What causes cavities? Lots of things, it turns out, but mainly sugar, just like you learned in grade school. However, sugar doesn't directly produce cavities. As with all things in biochemistry, the actual mechanism of cavity production is pretty complex.
But let's simplify. The main culprit in the conversion of sugar into cavities is a mouth bacteria called S. mutans. It does two things. First, it eats sucrose (table sugar) and produces a sticky biofilm that protects teeth. If you feed it enough sucrose this biofilm becomes quite thick and we call it plaque. Second, S. mutans binds to the sticky plaque and metabolizes any kind of sugar into lactic acid. If you provide enough sugar, S. mutans will produce more and more acid at its binding site. This acid eats away tooth enamel and creates cavities.
Wasn't that interesting? But why the lesson? It's because I recently heard about a product that modifies S. mutans and prevents cavities. All it takes is a single swab and you're more or less cavity free for the rest of your life. So why don't we have access to this? According to a widely cited piece by Scott Alexander, it's because of blinkered government obstruction:
The FDA demanded a study of 100 subjects, all of whom had to be “age 18-30, with removable dentures, living alone and far from school zones”.... The FDA wouldn’t budge from requiring this impossible trial.
As near as I can tell, this isn't really true. Here's the story.
It starts 50 years ago with Jeffrey Hillman, a professor at the University of Florida. He began examining S. mutans to see if it could be modified so it didn't produce lactic acid. That turned out to be possible, but S. mutans didn't survive the process. So then he replaced the gene sequences that produced lactic acid with gene sequences from Mexican beer that produced alcohol. Bingo! He had a strain of S. mutans that created tiny amounts of alcohol, which is harmless to teeth.
But that's not all. Hillman's strain also produced an antibiotic that killed competing strains. Shortly after you apply the new strain, it kills off all the ordinary S. mutans and colonizes your mouth forever.
In 1996 Hillman started a company called Oragenics to commercialize his discovery, which he called SMaRT (S. Mutans Associated Replacement Therapy). But there was an obvious problem. It was the product of recombinant DNA, a true transgenic that combined the genes of two different species. Not only that, it was specifically designed to kill off the original strain. If it escaped, it had the potential to kill off ordinary S. mutans everywhere, with unknown consequences.
This is why the FDA moved so slowly. Finally, though, after several years of lab and animal trials, Hillman got permission in 2004 for a safety trial on humans. First, though, he was required to create a special strain that died unless it was fed a specific amino acid daily. That way, if it escaped it would die of its own accord.
This is why the first trial involved people with dentures. It wasn't to test cavity fighting, it was solely to find out if Hillman's strain was safe. If anything went wrong, denture wearers could just bleach their dentures and stop applying the special amino acid.
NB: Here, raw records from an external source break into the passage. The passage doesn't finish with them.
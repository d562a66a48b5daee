//! 🚀 wkx-cli — the front door of wikalytics.
//!
//! 🎬 *[narrator voice]* "It all started with a dashboard that wanted numbers..."
//! 📦 Thin wrapper: set up logging, parse args, load config, let `wkx::run`
//! do the heavy lifting, print what comes back. Like a manager. 🦆

use std::path::PathBuf;

use anyhow::{Context, Result};
use clap::{Parser, ValueEnum};
use comfy_table::Table;
use serde_json::Value;
use tracing::error;
use tracing_subscriber::EnvFilter;

use wkx::client::ReportQuery;
use wkx::common::{FilterSpec, NormalisedResult, Row};
use wkx::filter::field_text;
use wkx::normalisers::NormaliserKind;
use wkx::permissions::Principal;
use wkx::{ReportSource, RunRequest};

/// 📊 Fetch an analytics report, normalise it, and print it.
#[derive(Debug, Parser)]
#[command(name = "wkx", version, about)]
struct Cli {
    /// TOML config file. Missing file = environment variables only.
    #[arg(long, short, default_value = "wkx.toml")]
    config: PathBuf,

    /// Which normaliser the report goes through.
    #[arg(value_enum)]
    report: ReportArg,

    /// API method to call, e.g. Actions.getPageUrls.
    #[arg(long, required_unless_present = "input", conflicts_with = "input")]
    method: Option<String>,

    /// Extra query parameter for the API call, key=value. Repeatable.
    #[arg(long = "param", value_parser = parse_pair)]
    params: Vec<(String, String)>,

    /// Normalise a payload from this file instead of calling the API.
    #[arg(long)]
    input: Option<PathBuf>,

    /// Keep rows whose field contains the value, key=value. Repeatable; all must match.
    #[arg(long = "filter", value_parser = parse_pair)]
    filters: Vec<(String, String)>,

    /// Render the report for this user. Omit for the guest view.
    #[arg(long)]
    user: Option<String>,

    /// Print a table instead of JSON.
    #[arg(long)]
    table: bool,
}

#[derive(Debug, Clone, Copy, ValueEnum)]
enum ReportArg {
    MostViewed,
    Visits,
}

impl From<ReportArg> for NormaliserKind {
    fn from(arg: ReportArg) -> Self {
        match arg {
            ReportArg::MostViewed => NormaliserKind::MostViewed,
            ReportArg::Visits => NormaliserKind::Visits,
        }
    }
}

fn parse_pair(raw: &str) -> std::result::Result<(String, String), String> {
    match raw.split_once('=') {
        Some((key, value)) if !key.is_empty() => Ok((key.to_string(), value.to_string())),
        _ => Err(format!("expected key=value, got '{raw}'")),
    }
}

#[tokio::main]
async fn main() -> Result<()> {
    // 📡 Set up tracing — RUST_LOG decides how chatty we are
    tracing_subscriber::fmt()
        .with_env_filter(EnvFilter::from_default_env())
        .with_writer(std::io::stderr)
        .init();

    let cli = Cli::parse();

    if let Err(err) = run(cli).await {
        error!("💀 error: {}", err);
        // -- 🧅 peel the onion, one layer at a time
        let mut the_vibes_are_giving_connection_issues = false;
        for cause in err.chain().skip(1) {
            error!("⚠️  cause: {}", cause);
            let cause_str = cause.to_string();
            if cause_str.contains("error sending request")
                || cause_str.contains("Connection refused")
                || cause_str.contains("connection refused")
                || cause_str.contains("dns error")
            {
                the_vibes_are_giving_connection_issues = true;
            }
        }

        if the_vibes_are_giving_connection_issues {
            error!(
                "🔧 hint: looks like the analytics server isn't reachable. \
                Double-check analytics.request_address and that the server is up. ☕"
            );
        }

        std::process::exit(1);
    }

    Ok(())
}

async fn run(cli: Cli) -> Result<()> {
    // 🔒 A missing config file is fine (env only). An unreadable path is not.
    let config_file = cli.config.as_path();
    let config_file = match config_file.try_exists().with_context(|| {
        format!("💀 Couldn't check whether the config file exists. Was checking here: '{}'", config_file.display())
    })? {
        true => Some(config_file),
        false => None,
    };
    let app_config = wkx::app_config::load_config(config_file)
        .context("💀 In wkx-cli, we couldn't load the configuration. Take a look at the file and the WKX_* variables.")?;

    let source = match (&cli.input, &cli.method) {
        (Some(path), _) => ReportSource::Inline(
            std::fs::read_to_string(path)
                .with_context(|| format!("💀 Couldn't read the report payload from '{}'", path.display()))?,
        ),
        (None, Some(method)) => ReportSource::Remote(
            cli.params
                .iter()
                .fold(ReportQuery::new(method.as_str()), |query, (key, value)| {
                    query.param(key.as_str(), value.as_str())
                }),
        ),
        (None, None) => anyhow::bail!("💀 Either --method or --input is needed. clap should have caught this."),
    };

    let request = RunRequest {
        kind: cli.report.into(),
        source,
        filters: cli.filters.into_iter().collect::<FilterSpec>(),
        principal: Principal::from_name(cli.user.as_deref()),
    };

    let the_result = wkx::run(app_config, request).await?;

    if cli.table {
        println!("{}", render_table(&the_result));
    } else {
        let the_json = serde_json::to_string_pretty(&the_result).context("💀 Couldn't serialise the result")?;
        println!("{the_json}");
    }

    Ok(())
}

/// 🍽️ One column per field (first-seen order), one line per row. Missing fields are blank.
fn render_table(result: &NormalisedResult) -> Table {
    let rows: Vec<&Row> = match result {
        NormalisedResult::Single(row) => vec![row],
        NormalisedResult::List(rows) => rows.iter().collect(),
    };

    let mut columns: Vec<&str> = Vec::new();
    for row in &rows {
        for key in row.keys() {
            if !columns.contains(&key.as_str()) {
                columns.push(key.as_str());
            }
        }
    }

    let mut table = Table::new();
    table.set_header(columns.iter().copied());
    for row in rows {
        table.add_row(columns.iter().map(|column| match row.get(*column) {
            Some(Value::Null) | None => String::new(),
            Some(value) => field_text(value).into_owned(),
        }));
    }
    table
}
//! 📦 Common data structures — the building blocks of wikalytics
//!
//! 🎬 COLD OPEN — INT. ANALYTICS DASHBOARD — MONDAY, 9:02 AM
//!
//! Someone asked for "most viewed pages this week". The analytics server
//! answered. Sometimes with an array. Sometimes with an object of arrays keyed
//! by a date nobody asked for. Once, memorably, with a single object and a shrug.
//!
//! The types in here are what every one of those answers becomes once it has
//! been talked down off the ledge: a [`Row`], a list of them, or exactly one.
//!
//! ⚠️ Everything here is transient. Built per request, dropped per request.
//! No identity. No persistence. Like a Snapchat, but for JSON. 🦆

use std::collections::HashMap;

use serde::Serialize;
use serde_json::{Map, Value};

/// 🎯 One record of a report, keyed by field name.
///
/// Backed by `serde_json::Map` with `preserve_order` on, so fields come out in
/// the order the analytics server sent them. Recognised fields: `label`
/// (page URL or URL fragment), `nb_hits` and friends (opaque metrics).
pub type Row = Map<String, Value>;

/// 🔍 Field name → expected substring. Keys are unique, so a caller who sets
/// the same key twice gets last-write-wins for free.
pub type FilterSpec = HashMap<String, String>;

/// 📐 The canonical shape every payload is coerced into.
///
/// Serialises untagged: `Single` is written as the bare row object, `List` as
/// a bare JSON array. Callers downstream never see the enum, only the JSON.
#[derive(Debug, Clone, PartialEq, Serialize)]
#[serde(untagged)]
pub enum CanonicalForm {
    /// One aggregated record, returned as-is.
    Single(Row),
    /// An ordered sequence of rows.
    List(Vec<Row>),
}

/// ✅ What a normaliser hands back. Same shape as [`CanonicalForm`], different
/// stage of life: this one has been resolved, permission-gated and filtered.
pub type NormalisedResult = CanonicalForm;

impl CanonicalForm {
    /// 📊 How many rows are in here. `Single` counts as one, obviously.
    pub fn len(&self) -> usize {
        match self {
            CanonicalForm::Single(_) => 1,
            CanonicalForm::List(rows) => rows.len(),
        }
    }

    pub fn is_empty(&self) -> bool {
        self.len() == 0
    }

    /// 🔄 Flatten into a list of rows, whichever shape we started as.
    pub fn into_rows(self) -> Vec<Row> {
        match self {
            CanonicalForm::Single(row) => vec![row],
            CanonicalForm::List(rows) => rows,
        }
    }

    /// 📦 Back to a plain `serde_json::Value`, for callers who compare JSON to JSON.
    pub fn into_value(self) -> Value {
        match self {
            CanonicalForm::Single(row) => Value::Object(row),
            CanonicalForm::List(rows) => Value::Array(rows.into_iter().map(Value::Object).collect()),
        }
    }
}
This was a tiny trial—the actual size is a little unclear, but it was somewhere between two and a dozen volunteers under age 55—and it was apparently a success. Three years later Hillman got permission to try his new strain on people with real teeth, though the volunteers would be required to spend a week in biocontainment.
This is where the story trickles to a stop. In 2011 Oragenics finally announced the new trial, but I can't find any evidence that it ever took place. It's not in the FDA's database and Oragenics never announced any results.
Why? In 2014 the CEO of Oragenics said they had shelved it due to "regulatory concerns and patent issues," without specifying what those were. But that's probably not the whole story. In the intervening years the S. mutans project had spun off some research lines that turned out to be more promising than the original cavity-fighting research. SMaRT was most likely abandoned simply because Oragenics had better things to do with its limited resources.
In any case, Oragenics secured a patent in 2016 and then did nothing more until last year, when it licensed its patent to a company called Lantern Bioworks. Lantern has a twofold strategy. First, they're selling SMaRT in Próspera, a libertarian charter city on an island off Honduras that allows consensual testing of just about anything. Second, they're hoping to reclassify SMaRT as a probiotic, which has a simpler approval process.
Does SMaRT work? As far as I can tell there's no clinical testing to prove it. But one thing I find telling is that I dredged up a couple of articles about the prospects of using oral bacteria to fight cavities. One was from 2012 and doesn't mention SMaRT at all even though Hillman is quoted. The other is a journal review from 2019 that mentions a bunch of different ways S. mutans could be targeted to reduce cavities, but conspicuously doesn't mention genetic engineering to eliminate lactic acid production.
So that's that. Hillman retired from Oragenics in 2012, presumably after the decision to focus on different projects. As for the fears of Hillman's strain escaping and causing havoc, I can't say. It sounds like a reasonable concern in general, but I have no idea whether the FDA went overboard. I guess we're going to find out.